Dans le cadre d’un projet de collaboration entre l’art et la science, j’ai intégré l’unité mixte Inserm/UPMC UMRS 945 qui travaillent sur les infections du VIH et du paludisme à Paris. A cette occasion j’ai récupéré des images de cellules du foie à un stade avancé de l’infection.
Je me suis interrogé sur les nouveaux procédés qui s’insurgent dans le domaine visuel et intime de l’individu, notamment par le biais des nouvelles technologies qui repoussent sans cesse les limites d’une technique sans cesse grandissante ou la notion d’intimité semble disparaitre.

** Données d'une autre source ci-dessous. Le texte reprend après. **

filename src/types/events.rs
//! Decoded block events as delivered by the upstream feed.

use std::fmt;

use serde::{Deserialize, Serialize};

use super::order::{IndexerOrder, IndexerOrderId, OrderRemovalReason};

/// Type tag of an event. The set is closed and known at startup.
#[derive(Debug, Clone, Copy, PartialEq, Eq, Hash)]
pub enum EventKind {
    StatefulOrderPlacement,
    StatefulOrderRemoval,
}

impl EventKind {
    pub const ALL: [EventKind; 2] = [
        EventKind::StatefulOrderPlacement,
        EventKind::StatefulOrderRemoval,
    ];

    pub fn as_str(&self) -> &'static str {
        match self {
            EventKind::StatefulOrderPlacement => "stateful_order_placement",
            EventKind::StatefulOrderRemoval => "stateful_order_removal",
        }
    }
}

impl fmt::Display for EventKind {
    fn fmt(&self, f: &mut fmt::Formatter<'_>) -> fmt::Result {
        f.write_str(self.as_str())
    }
}

#[derive(Debug, Clone, PartialEq, Eq, Serialize, Deserialize)]
pub struct OrderPlacementEvent {
    pub order: IndexerOrder,
}

#[derive(Debug, Clone, PartialEq, Eq, Serialize, Deserialize)]
pub struct OrderRemovalEvent {
    pub removed_order_id: IndexerOrderId,
    pub reason: OrderRemovalReason,
}

#[derive(Debug, Clone, PartialEq, Eq, Serialize, Deserialize)]
#[serde(tag = "type", rename_all = "snake_case")]
pub enum EventPayload {
    StatefulOrderPlacement(OrderPlacementEvent),
    StatefulOrderRemoval(OrderRemovalEvent),
}

impl EventPayload {
    pub fn kind(&self) -> EventKind {
        match self {
            EventPayload::StatefulOrderPlacement(_) => EventKind::StatefulOrderPlacement,
            EventPayload::StatefulOrderRemoval(_) => EventKind::StatefulOrderRemoval,
        }
    }
}

/// One state transition emitted by the chain. Identity is its position in the block.
#[derive(Debug, Clone, PartialEq, Eq, Serialize, Deserialize)]
pub struct BlockEvent {
    pub event_index: u32,
    #[serde(default)]
    pub transaction_index: u32,
    pub payload: EventPayload,
}

impl BlockEvent {
    pub fn kind(&self) -> EventKind {
        self.payload.kind()
    }
}

/// All events of one block, in chain order.
#[derive(Debug, Clone, PartialEq, Eq, Serialize, Deserialize)]
pub struct EventBlock {
    pub height: u64,
    pub events: Vec<BlockEvent>,
}

#[cfg(test)]
mod tests {
    use super::*;

    #[test]
    fn test_parse_removal_block() {
        let json = r#"{
            "height": 12,
            "events": [{
                "event_index": 0,
                "payload": {
                    "type": "stateful_order_removal",
                    "removed_order_id": {
                        "subaccount_id": { "owner": "dydx1alice", "number": 0 },
                        "client_id": 4,
                        "order_flags": 64,
                        "clob_pair_id": 0
                    },
                    "reason": "EXPIRED"
                }
            }]
        }"#;

        let block: EventBlock = serde_json::from_str(json).unwrap();
        assert_eq!(block.height, 12);
        assert_eq!(block.events.len(), 1);
        assert_eq!(block.events[0].transaction_index, 0);
        assert_eq!(block.events[0].kind(), EventKind::StatefulOrderRemoval);

        match &block.events[0].payload {
            EventPayload::StatefulOrderRemoval(removal) => {
                assert_eq!(removal.reason, OrderRemovalReason::Expired);
                assert_eq!(removal.removed_order_id.client_id, 4);
            }
            other => panic!("unexpected payload {:?}", other),
        }
    }

    #[test]
    fn test_parse_placement_event() {
        let json = r#"{
            "event_index": 3,
            "transaction_index": 1,
            "payload": {
                "type": "stateful_order_placement",
                "order": {
                    "order_id": {
                        "subaccount_id": { "owner": "dydx1bob", "number": 2 },
                        "client_id": 9,
                        "order_flags": 32,
                        "clob_pair_id": 1
                    },
                    "side": "SELL",
                    "quantums": 1000,
                    "subticks": 250,
                    "conditional_order_trigger_subticks": 240
                }
            }
        }"#;

        let event: BlockEvent = serde_json::from_str(json).unwrap();
        assert_eq!(event.kind(), EventKind::StatefulOrderPlacement);
        match event.payload {
            EventPayload::StatefulOrderPlacement(placement) => {
                assert!(placement.order.order_id.is_conditional());
                assert!(!placement.order.reduce_only);
                assert_eq!(placement.order.good_til_block, None);
            }
            other => panic!("unexpected payload {:?}", other),
        }
    }
}
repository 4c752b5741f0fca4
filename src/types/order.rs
//! Order identifiers, statuses and the status transition rules.
//!
//! The transition functions here are the single source of truth for what a
//! placement or removal may do to a persisted order. Both handler strategies and
//! the in-process store evaluate them; the PL/pgSQL functions in
//! `migrations/002_stateful_order_functions.sql` mirror them.

use std::fmt;
use std::str::FromStr;

use serde::{Deserialize, Serialize};
use sha2::{Digest, Sha256};
use thiserror::Error;
use uuid::Uuid;

/// Namespace for order UUIDs. Changing it re-keys every persisted order.
const ORDER_UUID_NAMESPACE: Uuid = Uuid::from_u128(0x8f3b_61c2_7a4e_5d90_b1e3_22c4_9d6a_0f17);

pub const ORDER_FLAG_SHORT_TERM: u32 = 0;
pub const ORDER_FLAG_CONDITIONAL: u32 = 32;
pub const ORDER_FLAG_LONG_TERM: u32 = 64;

#[derive(Debug, Clone, PartialEq, Eq, Hash, Serialize, Deserialize)]
pub struct SubaccountId {
    pub owner: String,
    pub number: u32,
}

/// Chain-side identifier of an order.
#[derive(Debug, Clone, PartialEq, Eq, Hash, Serialize, Deserialize)]
pub struct IndexerOrderId {
    pub subaccount_id: SubaccountId,
    pub client_id: u32,
    pub order_flags: u32,
    pub clob_pair_id: u32,
}

impl IndexerOrderId {
    /// Primary key of the order row.
    pub fn uuid(&self) -> Uuid {
        let name = format!(
            "{}-{}-{}-{}-{}",
            self.subaccount_id.owner,
            self.subaccount_id.number,
            self.client_id,
            self.clob_pair_id,
            self.order_flags
        );
        Uuid::new_v5(&ORDER_UUID_NAMESPACE, name.as_bytes())
    }

    /// SHA-256 over the canonical byte encoding; used as the bus partition key.
    pub fn hash(&self) -> [u8; 32] {
        let owner = self.subaccount_id.owner.as_bytes();
        let mut hasher = Sha256::new();
        hasher.update((owner.len() as u32).to_be_bytes());
        hasher.update(owner);
        hasher.update(self.subaccount_id.number.to_be_bytes());
        hasher.update(self.client_id.to_be_bytes());
        hasher.update(self.order_flags.to_be_bytes());
        hasher.update(self.clob_pair_id.to_be_bytes());

        let digest = hasher.finalize();
        let mut out = [0u8; 32];
        out.copy_from_slice(&digest);
        out
    }

    pub fn is_conditional(&self) -> bool {
        self.order_flags == ORDER_FLAG_CONDITIONAL
    }
}

#[derive(Debug, Clone, Copy, PartialEq, Eq, Serialize, Deserialize)]
#[serde(rename_all = "SCREAMING_SNAKE_CASE")]
pub enum OrderSide {
    Buy,
    Sell,
}

impl OrderSide {
    pub fn as_str(&self) -> &'static str {
        match self {
            OrderSide::Buy => "BUY",
            OrderSide::Sell => "SELL",
        }
    }
}

impl FromStr for OrderSide {
    type Err = String;

    fn from_str(s: &str) -> Result<Self, Self::Err> {
        match s {
            "BUY" => Ok(OrderSide::Buy),
            "SELL" => Ok(OrderSide::Sell),
            other => Err(format!("unknown order side '{}'", other)),
        }
    }
}

/// A stateful order as carried by a placement event.
#[derive(Debug, Clone, PartialEq, Eq, Serialize, Deserialize)]
pub struct IndexerOrder {
    pub order_id: IndexerOrderId,
    pub side: OrderSide,
    pub quantums: u64,
    pub subticks: u64,
    #[serde(default)]
    pub good_til_block: Option<u32>,
    #[serde(default)]
    pub good_til_block_time: Option<u32>,
    #[serde(default)]
    pub reduce_only: bool,
    #[serde(default)]
    pub conditional_order_trigger_subticks: Option<u64>,
}

impl IndexerOrder {
    /// Status an order enters on placement. Conditional orders wait for their trigger.
    pub fn initial_status(&self) -> OrderStatus {
        if self.order_id.is_conditional() {
            OrderStatus::Untriggered
        } else {
            OrderStatus::Open
        }
    }
}

#[derive(Debug, Clone, Copy, PartialEq, Eq, Hash, Serialize, Deserialize)]
#[serde(rename_all = "SCREAMING_SNAKE_CASE")]
pub enum OrderStatus {
    Open,
    Filled,
    Canceled,
    BestEffortCanceled,
    Untriggered,
}

impl OrderStatus {
    pub fn as_str(&self) -> &'static str {
        match self {
            OrderStatus::Open => "OPEN",
            OrderStatus::Filled => "FILLED",
            OrderStatus::Canceled => "CANCELED",
            OrderStatus::BestEffortCanceled => "BEST_EFFORT_CANCELED",
            OrderStatus::Untriggered => "UNTRIGGERED",
        }
    }
}

impl fmt::Display for OrderStatus {
    fn fmt(&self, f: &mut fmt::Formatter<'_>) -> fmt::Result {
        f.write_str(self.as_str())
    }
}

impl FromStr for OrderStatus {
    type Err = String;

    fn from_str(s: &str) -> Result<Self, Self::Err> {
        match s {
            "OPEN" => Ok(OrderStatus::Open),
            "FILLED" => Ok(OrderStatus::Filled),
            "CANCELED" => Ok(OrderStatus::Canceled),
            "BEST_EFFORT_CANCELED" => Ok(OrderStatus::BestEffortCanceled),
            "UNTRIGGERED" => Ok(OrderStatus::Untriggered),
            other => Err(format!("unknown order status '{}'", other)),
        }
    }
}

/// Why the chain removed a stateful order.
#[derive(Debug, Clone, Copy, PartialEq, Eq, Hash, Serialize, Deserialize)]
#[serde(rename_all = "SCREAMING_SNAKE_CASE")]
pub enum OrderRemovalReason {
    Unspecified,
    Expired,
    #[serde(alias = "CANCELED")]
    UserCanceled,
    Undercollateralized,
    InternalError,
    SelfTradeError,
    MaxNumOpenOrdersExceeded,
    ConditionalFokCouldNotBeFullyFilled,
    ConditionalIocWouldRestOnBook,
    Replaced,
    FullyFilled,
    EquityTier,
    FinalSettlement,
    ViolatesIsolatedSubaccountConstraints,
    PermissionedKeysExpired,
}

impl OrderRemovalReason {
    pub fn as_str(&self) -> &'static str {
        match self {
            OrderRemovalReason::Unspecified => "UNSPECIFIED",
            OrderRemovalReason::Expired => "EXPIRED",
            OrderRemovalReason::UserCanceled => "USER_CANCELED",
            OrderRemovalReason::Undercollateralized => "UNDERCOLLATERALIZED",
            OrderRemovalReason::InternalError => "INTERNAL_ERROR",
            OrderRemovalReason::SelfTradeError => "SELF_TRADE_ERROR",
            OrderRemovalReason::MaxNumOpenOrdersExceeded => "MAX_NUM_OPEN_ORDERS_EXCEEDED",
            OrderRemovalReason::ConditionalFokCouldNotBeFullyFilled => {
                "CONDITIONAL_FOK_COULD_NOT_BE_FULLY_FILLED"
            }
            OrderRemovalReason::ConditionalIocWouldRestOnBook => {
                "CONDITIONAL_IOC_WOULD_REST_ON_BOOK"
            }
            OrderRemovalReason::Replaced => "REPLACED",
            OrderRemovalReason::FullyFilled => "FULLY_FILLED",
            OrderRemovalReason::EquityTier => "EQUITY_TIER",
            OrderRemovalReason::FinalSettlement => "FINAL_SETTLEMENT",
            OrderRemovalReason::ViolatesIsolatedSubaccountConstraints => {
                "VIOLATES_ISOLATED_SUBACCOUNT_CONSTRAINTS"
            }
            OrderRemovalReason::PermissionedKeysExpired => "PERMISSIONED_KEYS_EXPIRED",
        }
    }
}

impl FromStr for OrderRemovalReason {
    type Err = String;

    fn from_str(s: &str) -> Result<Self, Self::Err> {
        // Same spelling as the serde representation.
        serde_json::from_value(serde_json::Value::String(s.to_string()))
            .map_err(|_| format!("unknown removal reason '{}'", s))
    }
}

/// Result of evaluating a status change against the persisted status.
#[derive(Debug, Clone, Copy, PartialEq, Eq)]
pub enum StatusTransition {
    /// Persist the new status.
    Write(OrderStatus),
    /// Already in the target state; nothing to write.
    Unchanged,
}

#[derive(Debug, Clone, PartialEq, Eq, Error)]
#[error("cannot move order from {from} to {to}")]
pub struct IllegalTransition {
    pub from: OrderStatus,
    pub to: OrderStatus,
}

/// Removal cancels any order that is not filled. Removing a canceled order is a no-op.
pub fn removal_transition(current: OrderStatus) -> Result<StatusTransition, IllegalTransition> {
    match current {
        OrderStatus::Canceled => Ok(StatusTransition::Unchanged),
        OrderStatus::Filled => Err(IllegalTransition {
            from: current,
            to: OrderStatus::Canceled,
        }),
        OrderStatus::Open | OrderStatus::BestEffortCanceled | OrderStatus::Untriggered => {
            Ok(StatusTransition::Write(OrderStatus::Canceled))
        }
    }
}

/// Placement upserts the order unless it has already been filled.
pub fn placement_transition(
    current: Option<OrderStatus>,
    target: OrderStatus,
) -> Result<StatusTransition, IllegalTransition> {
    match current {
        Some(OrderStatus::Filled) => Err(IllegalTransition {
            from: OrderStatus::Filled,
            to: target,
        }),
        _ => Ok(StatusTransition::Write(target)),
    }
}

#[cfg(test)]
mod tests {
    use super::*;

    fn order_id(owner: &str, client_id: u32) -> IndexerOrderId {
        IndexerOrderId {
            subaccount_id: SubaccountId {
                owner: owner.to_string(),
                number: 0,
            },
            client_id,
            order_flags: ORDER_FLAG_LONG_TERM,
            clob_pair_id: 1,
        }
    }

    #[test]
    fn test_uuid_is_stable_and_distinct() {
        let a = order_id("dydx1alice", 7);
        assert_eq!(a.uuid(), a.clone().uuid());
        assert_ne!(a.uuid(), order_id("dydx1alice", 8).uuid());
        assert_ne!(a.uuid(), order_id("dydx1bob", 7).uuid());
    }

    #[test]
    fn test_hash_is_stable_and_distinct() {
        let a = order_id("dydx1alice", 7);
        assert_eq!(a.hash(), order_id("dydx1alice", 7).hash());
        assert_ne!(a.hash(), order_id("dydx1alice", 70).hash());
        // Length prefix keeps owner/number boundaries unambiguous.
        assert_ne!(order_id("ab", 1).hash(), order_id("a", 1).hash());
    }

    #[test]
    fn test_removal_transitions() {
        assert_eq!(
            removal_transition(OrderStatus::Open),
            Ok(StatusTransition::Write(OrderStatus::Canceled))
        );
        assert_eq!(
            removal_transition(OrderStatus::Untriggered),
            Ok(StatusTransition::Write(OrderStatus::Canceled))
        );
        assert_eq!(
            removal_transition(OrderStatus::Canceled),
            Ok(StatusTransition::Unchanged)
        );
        assert!(removal_transition(OrderStatus::Filled).is_err());
    }

    #[test]
    fn test_placement_transitions() {
        assert_eq!(
            placement_transition(None, OrderStatus::Open),
            Ok(StatusTransition::Write(OrderStatus::Open))
        );
        assert_eq!(
            placement_transition(Some(OrderStatus::Canceled), OrderStatus::Untriggered),
            Ok(StatusTransition::Write(OrderStatus::Untriggered))
        );
        let err = placement_transition(Some(OrderStatus::Filled), OrderStatus::Open).unwrap_err();
        assert_eq!(err.to_string(), "cannot move order from FILLED to OPEN");
    }

    #[test]
    fn test_removal_reason_parsing() {
        assert_eq!(
            "EXPIRED".parse::<OrderRemovalReason>(),
            Ok(OrderRemovalReason::Expired)
        );
        assert_eq!(
            "CANCELED".parse::<OrderRemovalReason>(),
            Ok(OrderRemovalReason::UserCanceled)
        );
        assert_eq!(
            OrderRemovalReason::MaxNumOpenOrdersExceeded
                .as_str()
                .parse::<OrderRemovalReason>(),
            Ok(OrderRemovalReason::MaxNumOpenOrdersExceeded)
        );
        assert!("NOPE".parse::<OrderRemovalReason>().is_err());
    }

    #[test]
    fn test_conditional_orders_start_untriggered() {
        let mut id = order_id("dydx1alice", 1);
        id.order_flags = ORDER_FLAG_CONDITIONAL;
        let order = IndexerOrder {
            order_id: id,
            side: OrderSide::Buy,
            quantums: 10,
            subticks: 100,
            good_til_block: None,
            good_til_block_time: Some(1_700_000_000),
            reduce_only: false,
            conditional_order_trigger_subticks: Some(90),
        };
        assert_eq!(order.initial_status(), OrderStatus::Untriggered);
    }
}
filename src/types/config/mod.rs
pub mod engine;
pub mod indexer;
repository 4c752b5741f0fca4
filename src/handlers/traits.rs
//! Core trait for event handlers.
//!
//! A handler turns one decoded event into exactly one storage mutation and the
//! outbound messages describing it.

use std::fmt;

use async_trait::async_trait;

use crate::bus::OutboundMessage;
use crate::db::OrderStore;
use crate::types::config::engine::HandlerConfig;
use crate::types::events::{BlockEvent, EventKind};

use super::context::HandlerContext;
use super::error::HandlerError;
use super::keys::{self, EntityKey};

/// How a handler performs its mutation. Chosen once at startup.
#[derive(Debug, Clone, Copy, PartialEq, Eq)]
pub enum ExecutionStrategy {
    /// One atomic storage-side function call.
    FastPath,
    /// Discrete read, rule evaluation and write issued by the client.
    Fallback,
}

impl ExecutionStrategy {
    pub fn from_config(config: &HandlerConfig) -> Self {
        if config.use_sql_function {
            Self::FastPath
        } else {
            Self::Fallback
        }
    }

    pub fn as_str(&self) -> &'static str {
        match self {
            Self::FastPath => "fast_path",
            Self::Fallback => "fallback",
        }
    }
}

impl fmt::Display for ExecutionStrategy {
    fn fmt(&self, f: &mut fmt::Formatter<'_>) -> fmt::Result {
        f.write_str(self.as_str())
    }
}

/// Trait every event handler implements.
///
/// Handlers are registered at compile time in [`super::registry::build_registry`]
/// and own exactly the event kinds they declare. Both execution strategies of a
/// handler must produce identical messages and identical persisted state for
/// the same input and prior state.
#[async_trait]
pub trait EventHandler: Send + Sync + 'static {
    /// Unique name for this handler (used in logging and timing output).
    fn name(&self) -> &'static str;

    /// Event kinds this handler is responsible for.
    fn event_kinds(&self) -> &'static [EventKind];

    fn strategy(&self) -> ExecutionStrategy;

    /// Keys of the entities `event` touches. Must not be empty.
    fn parallelization_keys(&self, event: &BlockEvent) -> Vec<EntityKey> {
        keys::extract(&event.payload)
    }

    /// Apply the event's mutation and return the messages it produces.
    async fn handle(
        &self,
        event: &BlockEvent,
        ctx: &HandlerContext<'_>,
    ) -> Result<Vec<OutboundMessage>, HandlerError>;

    /// Optional: called once at startup, before any block is processed.
    #[allow(unused_variables)]
    async fn initialize(&self, store: &dyn OrderStore) -> Result<(), HandlerError> {
        Ok(())
    }
}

Mais ces images sont pour la science et seulement lisible par elle. Afin de donner un nouveau sens de lecture à ces images, j’ai utilisé le même logiciel de traitement informatique que les scientifiques afin de modifier leurs composants pour formuler une tout autre proposition. Ces images deviennent des paysages graphiques dans lesquels on croit déceler des courbes de niveau et des indications de relief. Dans cet ensemble se compose une combinaison de plusieurs éléments qui résonnent, pour moi, telle une partition de musique, pour cela, j’ai écrit un code informatique sur ces images qui permettent une lecture sonore de chacune d’elles, chaque trait, chaque variance communique une sonorité différente. Ce n’est plus l’analyse scientifique qui prime mais l’expérience contemplative du spectateur d’un monde microscopique magnifié en paysage sonore.
Chaque image compose une sonorité unique qui la caractérise en fonction de l’avancée de l’infection dans la cellule du foie. Dans l’approche scénographique, je souhaite raccorder chaque image avec sa sonorité qui lui est propre.